Can You Replace an Integrated Graphics Card (with a GPU)?

If you have to ask this question, then know that you are thoroughly confused between the two. Hence, the simple answer to “can you replace an integrated graphics card?” is a simple no.

Integrated Graphics Cards, aka iGPUs, cannot be replaced due to their nature of what they are. As the name suggests, Integrated Graphics Cards are graphics cards that built INTO the CPU itself. 

As such, unlike dedicated graphics cards, integrated graphics cards do not have a separate standalone component. You cannot remove or replace them.

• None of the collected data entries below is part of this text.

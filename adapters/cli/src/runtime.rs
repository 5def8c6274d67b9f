//! Background scheduler that owns the world and paces it in wall-clock time.
//!
//! The runtime thread is the only owner of the [`World`]; collaborators
//! submit commands over a channel and observe state through the snapshot the
//! thread republishes after every batch. Stopping the runtime joins the
//! thread and hands the world back.

use std::sync::atomic::{AtomicBool, Ordering};
use std::sync::mpsc::{self, Receiver, Sender};
use std::sync::{Arc, Mutex};
use std::thread::{self, JoinHandle};
use std::time::{Duration, Instant};

use anyhow::{anyhow, Result};
use bee_meadow_core::{Command, Event, WorldSnapshot};
use bee_meadow_system_cadence::{Cadence, Config};
use bee_meadow_world::{apply, query, World};

/// Sleep granularity of the scheduler loop between firings.
const LOOP_REST: Duration = Duration::from_millis(5);

/// Handle to the background scheduler thread.
pub(crate) struct Runtime {
    commands: Sender<Command>,
    snapshot: Arc<Mutex<WorldSnapshot>>,
    stop: Arc<AtomicBool>,
    handle: JoinHandle<World>,
}

impl Runtime {
    /// Moves the world onto a scheduler thread and starts ticking it.
    pub(crate) fn spawn(world: World) -> Self {
        let (commands, inbox) = mpsc::channel();
        let snapshot = Arc::new(Mutex::new(query::snapshot(&world)));
        let stop = Arc::new(AtomicBool::new(false));

        let published = Arc::clone(&snapshot);
        let stop_flag = Arc::clone(&stop);
        let handle = thread::spawn(move || drive(world, inbox, published, stop_flag));

        Self {
            commands,
            snapshot,
            stop,
            handle,
        }
    }

    /// Queues a command for the scheduler's next iteration.
    pub(crate) fn submit(&self, command: Command) -> Result<()> {
        self.commands
            .send(command)
            .map_err(|_| anyhow!("runtime thread is no longer accepting commands"))
    }

    /// Most recent snapshot published by the scheduler thread.
    pub(crate) fn snapshot(&self) -> WorldSnapshot {
        match self.snapshot.lock() {
            Ok(guard) => guard.clone(),
            Err(poisoned) => poisoned.into_inner().clone(),
        }
    }

    /// Stops the scheduler, joins the thread, and returns the world.
    pub(crate) fn stop(self) -> Result<World> {
        self.stop.store(true, Ordering::SeqCst);
        self.handle
            .join()
            .map_err(|_| anyhow!("runtime thread panicked"))
    }
}

fn drive(
    mut world: World,
    inbox: Receiver<Command>,
    published: Arc<Mutex<WorldSnapshot>>,
    stop: Arc<AtomicBool>,
) -> World {
    let mut cadence = Cadence::new(Config::base_rate());
    let mut pending = Vec::new();
    let mut events: Vec<Event> = Vec::new();
    let mut last_firing = Instant::now();

    while !stop.load(Ordering::SeqCst) {
        // User commands land before any tick from the same iteration.
        for command in inbox.try_iter() {
            pending.push(command);
        }

        let now = Instant::now();
        cadence.handle(
            now.duration_since(last_firing),
            query::is_paused(&world),
            query::time_speed(&world),
            &mut pending,
        );
        last_firing = now;

        events.clear();
        for command in pending.drain(..) {
            apply(&mut world, command, &mut events);
        }

        match published.lock() {
            Ok(mut guard) => *guard = query::snapshot(&world),
            Err(poisoned) => *poisoned.into_inner() = query::snapshot(&world),
        }

        thread::sleep(LOOP_REST);
    }

    world
}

Changing the CPU is the only way to change or upgrade an integrated graphics card. That, however, is a very costly endeavor.

In the following text, I will clarify why you cannot upgrade or replace an integrated graphics card with a dedicated graphics card.

A primer on what an integrated graphics card and a dedicated graphics card are will help you further understand the gist of this topic.

What is an Integrated Graphics Card?

An integrated graphics card, shortened as iGPU, is built into the CPU chip.

can you replace an integrated graphics card
Image: CPU die chart with the integrated graphics card

Take, for instance, the CPU die chart of a quad-core CU above. You can see how an entire section of the CPU chip is dedicated to the integrated graphics card on the left-hand side.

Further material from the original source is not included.